▸ **What is needed**: From the entries below, pull out each line where "JsonRejection" appears.

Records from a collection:
━━━
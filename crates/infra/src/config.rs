//! Process configuration, read from the environment.

use std::net::SocketAddr;

use anyhow::{Context, Result};
use rust_decimal::Decimal;

use digiwallet_wallet::{CommissionPolicy, RecorderPolicy};

pub use digiwallet_observability::LogFormat;

const DEV_JWT_SECRET: &str = "dev-secret";

/// Seeded administrator, created at startup if missing.
#[derive(Debug, Clone, PartialEq, Eq)]
pub struct BootstrapAdmin {
    pub name: String,
    pub email: String,
}

#[derive(Debug, Clone, PartialEq)]
pub struct AppConfig {
    pub bind_addr: SocketAddr,
    pub jwt_secret: String,
    /// Postgres when set, in-memory stores otherwise.
    pub database_url: Option<String>,
    pub log_format: LogFormat,
    pub commission: CommissionPolicy,
    pub recorder: RecorderPolicy,
    pub bootstrap_admin: Option<BootstrapAdmin>,
}

impl AppConfig {
    pub fn from_env() -> Result<Self> {
        Self::from_lookup(|key| std::env::var(key).ok())
    }

    /// Build from an arbitrary key lookup (tests pass a map).
    pub fn from_lookup(lookup: impl Fn(&str) -> Option<String>) -> Result<Self> {
        let var = |key: &str| lookup(key).map(|v| v.trim().to_string()).filter(|v| !v.is_empty());

        let bind_addr = var("BIND_ADDR")
            .unwrap_or_else(|| "0.0.0.0:8080".to_string())
            .parse()
            .context("BIND_ADDR must be a socket address")?;

        let jwt_secret = var("JWT_SECRET").unwrap_or_else(|| DEV_JWT_SECRET.to_string());

        let log_format = match var("LOG_FORMAT").as_deref() {
            None | Some("json") => LogFormat::Json,
            Some("pretty") => LogFormat::Pretty,
            Some(other) => anyhow::bail!("LOG_FORMAT must be 'json' or 'pretty', got '{other}'"),
        };

        let commission = match var("WALLET_COMMISSION_RATE") {
            None => CommissionPolicy::default(),
            Some(raw) => {
                let rate: Decimal =
                    raw.parse().context("WALLET_COMMISSION_RATE must be a decimal")?;
                CommissionPolicy::new(rate).context("WALLET_COMMISSION_RATE out of range")?
            }
        };

        let recorder = match var("WALLET_MIRROR_RECEIVE_ENTRY") {
            None => RecorderPolicy::default(),
            Some(raw) => RecorderPolicy {
                mirror_receive_entry: raw
                    .parse()
                    .context("WALLET_MIRROR_RECEIVE_ENTRY must be 'true' or 'false'")?,
            },
        };

        let bootstrap_admin = var("BOOTSTRAP_ADMIN_EMAIL").map(|email| BootstrapAdmin {
            name: var("BOOTSTRAP_ADMIN_NAME").unwrap_or_else(|| "Administrator".to_string()),
            email,
        });

        Ok(Self {
            bind_addr,
            jwt_secret,
            database_url: var("DATABASE_URL"),
            log_format,
            commission,
            recorder,
            bootstrap_admin,
        })
    }

    /// Whether `JWT_SECRET` was left unset.
    pub fn uses_dev_jwt_secret(&self) -> bool {
        self.jwt_secret == DEV_JWT_SECRET
    }
}

#[cfg(test)]
mod tests {
    use super::*;
    use rust_decimal_macros::dec;
    use std::collections::HashMap;

    fn config(pairs: &[(&str, &str)]) -> Result<AppConfig> {
        let map: HashMap<String, String> =
            pairs.iter().map(|(k, v)| (k.to_string(), v.to_string())).collect();
        AppConfig::from_lookup(|key| map.get(key).cloned())
    }

    #[test]
    fn defaults() {
        let cfg = config(&[]).unwrap();
        assert_eq!(cfg.bind_addr.to_string(), "0.0.0.0:8080");
        assert!(cfg.uses_dev_jwt_secret());
        assert_eq!(cfg.database_url, None);
        assert_eq!(cfg.log_format, LogFormat::Json);
        assert_eq!(cfg.commission.rate(), dec!(0.02));
        assert!(cfg.recorder.mirror_receive_entry);
        assert_eq!(cfg.bootstrap_admin, None);
    }

    #[test]
    fn overrides() {
        let cfg = config(&[
            ("BIND_ADDR", "127.0.0.1:9000"),
            ("LOG_FORMAT", "pretty"),
            ("WALLET_COMMISSION_RATE", "0.015"),
            ("WALLET_MIRROR_RECEIVE_ENTRY", "false"),
            ("BOOTSTRAP_ADMIN_EMAIL", "root@example.com"),
        ])
        .unwrap();
        assert_eq!(cfg.bind_addr.port(), 9000);
        assert_eq!(cfg.log_format, LogFormat::Pretty);
        assert_eq!(cfg.commission.rate(), dec!(0.015));
        assert!(!cfg.recorder.mirror_receive_entry);
        assert_eq!(cfg.bootstrap_admin.unwrap().name, "Administrator");
    }

    #[test]
    fn rejects_out_of_range_commission() {
        assert!(config(&[("WALLET_COMMISSION_RATE", "1.5")]).is_err());
        assert!(config(&[("LOG_FORMAT", "xml")]).is_err());
    }
}
//! Ledger services: balance mutation, audit recording and history.

pub mod engine;
pub mod history;
pub mod operations;
pub mod recorder;

pub use engine::AccountingEngine;
pub use history::{HistoryService, PartyView, TransactionView};
pub use operations::WalletOperations;
pub use recorder::TransactionRecorder;
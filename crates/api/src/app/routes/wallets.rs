use std::collections::HashMap;
use std::sync::Arc;

use axum::{
    Json, Router,
    extract::{Extension, Path, rejection::JsonRejection},
    http::StatusCode,
    routing::{get, patch, post},
};
use serde_json::{Value, json};

use digiwallet_auth::Action;

use crate::app::errors::{self, ApiResult};
use crate::app::{dto, services::AppServices};
use crate::authz;
use crate::context::PrincipalContext;

pub fn router() -> Router {
    Router::new()
        .route("/my-wallet", get(my_wallet))
        .route("/balance", get(my_balance))
        .route("/add-money", post(add_money))
        .route("/withdraw", post(withdraw))
        .route("/send-money", post(send_money))
        .route("/user/:user_id", get(user_wallet))
        .route("/user/:user_id/balance", get(user_balance))
        .route("/cash-in", post(cash_in))
        .route("/cash-out", post(cash_out))
        .route("/all", get(list_wallets))
        .route("/block/:user_id", patch(block_wallet))
        .route("/unblock/:user_id", patch(unblock_wallet))
        .route("/create", post(create_wallet))
}

pub async fn my_wallet(
    Extension(services): Extension<Arc<AppServices>>,
    Extension(principal): Extension<PrincipalContext>,
) -> ApiResult {
    authz::require(&principal, Action::ViewOwnWallet)?;

    let wallet = services
        .operations
        .engine()
        .get_wallet(principal.user_id())
        .await
        .map_err(errors::domain_error_to_response)?;

    Ok(dto::envelope(StatusCode::OK, "Wallet retrieved successfully", dto::wallet_to_json(wallet)))
}

pub async fn my_balance(
    Extension(services): Extension<Arc<AppServices>>,
    Extension(principal): Extension<PrincipalContext>,
) -> ApiResult {
    authz::require(&principal, Action::ViewOwnBalance)?;

    let balance = services
        .operations
        .engine()
        .get_balance(principal.user_id())
        .await
        .map_err(errors::domain_error_to_response)?;

    Ok(dto::envelope(
        StatusCode::OK,
        "Wallet balance retrieved successfully",
        json!({ "balance": balance }),
    ))
}

pub async fn add_money(
    Extension(services): Extension<Arc<AppServices>>,
    Extension(principal): Extension<PrincipalContext>,
    body: Result<Json<dto::AmountRequest>, JsonRejection>,
) -> ApiResult {
    authz::require(&principal, Action::AddMoney)?;
    let amount = dto::parse_amount(dto::parse_body(body)?.amount)?;

    let wallet = services
        .operations
        .add_money(principal.user_id(), amount)
        .await
        .map_err(errors::domain_error_to_response)?;

    Ok(dto::envelope(StatusCode::OK, "Money added successfully", dto::wallet_to_json(wallet)))
}

pub async fn withdraw(
    Extension(services): Extension<Arc<AppServices>>,
    Extension(principal): Extension<PrincipalContext>,
    body: Result<Json<dto::AmountRequest>, JsonRejection>,
) -> ApiResult {
    authz::require(&principal, Action::Withdraw)?;
    let amount = dto::parse_amount(dto::parse_body(body)?.amount)?;

    let wallet = services
        .operations
        .withdraw(principal.user_id(), amount)
        .await
        .map_err(errors::domain_error_to_response)?;

    Ok(dto::envelope(StatusCode::OK, "Money withdrawn successfully", dto::wallet_to_json(wallet)))
}

/// Responds with the receiver's updated wallet.
pub async fn send_money(
    Extension(services): Extension<Arc<AppServices>>,
    Extension(principal): Extension<PrincipalContext>,
    body: Result<Json<dto::SendMoneyRequest>, JsonRejection>,
) -> ApiResult {
    authz::require(&principal, Action::SendMoney)?;
    let body = dto::parse_body(body)?;
    let amount = dto::parse_amount(body.amount)?;
    let receiver_id = dto::parse_user_id(body.receiver_id.as_deref())?;

    let wallet = services
        .operations
        .send_money(principal.user_id(), receiver_id, amount)
        .await
        .map_err(errors::domain_error_to_response)?;

    Ok(dto::envelope(StatusCode::OK, "Money sent successfully", dto::wallet_to_json(wallet)))
}

pub async fn user_wallet(
    Extension(services): Extension<Arc<AppServices>>,
    Extension(principal): Extension<PrincipalContext>,
    Path(user_id): Path<String>,
) -> ApiResult {
    authz::require(&principal, Action::ViewOtherWallet)?;
    let user_id = dto::parse_user_id(Some(&user_id))?;

    let wallet = services
        .operations
        .engine()
        .get_wallet(user_id)
        .await
        .map_err(errors::domain_error_to_response)?;

    Ok(dto::envelope(
        StatusCode::OK,
        "User wallet retrieved successfully",
        dto::wallet_to_json(wallet),
    ))
}

pub async fn user_balance(
    Extension(services): Extension<Arc<AppServices>>,
    Extension(principal): Extension<PrincipalContext>,
    Path(user_id): Path<String>,
) -> ApiResult {
    authz::require(&principal, Action::ViewOtherWallet)?;
    let user_id = dto::parse_user_id(Some(&user_id))?;

    let balance = services
        .operations
        .engine()
        .get_balance(user_id)
        .await
        .map_err(errors::domain_error_to_response)?;

    Ok(dto::envelope(
        StatusCode::OK,
        "User wallet balance retrieved successfully",
        json!({ "balance": balance }),
    ))
}

pub async fn cash_in(
    Extension(services): Extension<Arc<AppServices>>,
    Extension(principal): Extension<PrincipalContext>,
    body: Result<Json<dto::AgentCashRequest>, JsonRejection>,
) -> ApiResult {
    authz::require(&principal, Action::CashIn)?;
    let body = dto::parse_body(body)?;
    let amount = dto::parse_amount(body.amount)?;
    let user_id = dto::parse_user_id(body.user_id.as_deref())?;

    let wallet = services
        .operations
        .cash_in(principal.user_id(), user_id, amount)
        .await
        .map_err(errors::domain_error_to_response)?;

    Ok(dto::envelope(StatusCode::OK, "Cash-in completed successfully", dto::wallet_to_json(wallet)))
}

pub async fn cash_out(
    Extension(services): Extension<Arc<AppServices>>,
    Extension(principal): Extension<PrincipalContext>,
    body: Result<Json<dto::AgentCashRequest>, JsonRejection>,
) -> ApiResult {
    authz::require(&principal, Action::CashOut)?;
    let body = dto::parse_body(body)?;
    let amount = dto::parse_amount(body.amount)?;
    let user_id = dto::parse_user_id(body.user_id.as_deref())?;

    let wallet = services
        .operations
        .cash_out(principal.user_id(), user_id, amount)
        .await
        .map_err(errors::domain_error_to_response)?;

    Ok(dto::envelope(
        StatusCode::OK,
        "Cash-out completed successfully",
        dto::wallet_to_json(wallet),
    ))
}

/// Every live wallet with its owner's name, email and role.
pub async fn list_wallets(
    Extension(services): Extension<Arc<AppServices>>,
    Extension(principal): Extension<PrincipalContext>,
) -> ApiResult {
    authz::require(&principal, Action::ListWallets)?;

    let wallets = services
        .operations
        .engine()
        .list_wallets()
        .await
        .map_err(errors::domain_error_to_response)?;
    let owners: HashMap<_, _> = services
        .accounts
        .list_users()
        .await
        .map_err(errors::domain_error_to_response)?
        .into_iter()
        .map(|u| (u.id, u))
        .collect();

    let data = wallets
        .into_iter()
        .map(|w| {
            let owner = owners.get(&w.user_id);
            dto::wallet_with_owner_to_json(w, owner)
        })
        .collect();

    Ok(dto::envelope(StatusCode::OK, "All wallets retrieved successfully", Value::Array(data)))
}

pub async fn block_wallet(
    Extension(services): Extension<Arc<AppServices>>,
    Extension(principal): Extension<PrincipalContext>,
    Path(user_id): Path<String>,
) -> ApiResult {
    authz::require(&principal, Action::BlockWallet)?;
    let user_id = dto::parse_user_id(Some(&user_id))?;

    let wallet = services
        .operations
        .engine()
        .block_wallet(user_id)
        .await
        .map_err(errors::domain_error_to_response)?;

    Ok(dto::envelope(StatusCode::OK, "Wallet blocked successfully", dto::wallet_to_json(wallet)))
}

pub async fn unblock_wallet(
    Extension(services): Extension<Arc<AppServices>>,
    Extension(principal): Extension<PrincipalContext>,
    Path(user_id): Path<String>,
) -> ApiResult {
    authz::require(&principal, Action::BlockWallet)?;
    let user_id = dto::parse_user_id(Some(&user_id))?;

    let wallet = services
        .operations
        .engine()
        .unblock_wallet(user_id)
        .await
        .map_err(errors::domain_error_to_response)?;

    Ok(dto::envelope(StatusCode::OK, "Wallet unblocked successfully", dto::wallet_to_json(wallet)))
}

pub async fn create_wallet(
    Extension(services): Extension<Arc<AppServices>>,
    Extension(principal): Extension<PrincipalContext>,
    body: Result<Json<dto::CreateWalletRequest>, JsonRejection>,
) -> ApiResult {
    authz::require(&principal, Action::CreateWallet)?;
    let user_id = dto::parse_user_id(dto::parse_body(body)?.user_id.as_deref())?;

    let wallet = services
        .operations
        .engine()
        .create_wallet(user_id)
        .await
        .map_err(errors::domain_error_to_response)?;

    Ok(dto::envelope(
        StatusCode::CREATED,
        "Wallet created successfully",
        dto::wallet_to_json(wallet),
    ))
}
━━━
▸ **Output of the task**:
    extract::{Extension, Path, rejection::JsonRejection},
    body: Result<Json<dto::AmountRequest>, JsonRejection>,
    body: Result<Json<dto::AmountRequest>, JsonRejection>,
    body: Result<Json<dto::SendMoneyRequest>, JsonRejection>,
    body: Result<Json<dto::AgentCashRequest>, JsonRejection>,
    body: Result<Json<dto::AgentCashRequest>, JsonRejection>,
    body: Result<Json<dto::CreateWalletRequest>, JsonRejection>,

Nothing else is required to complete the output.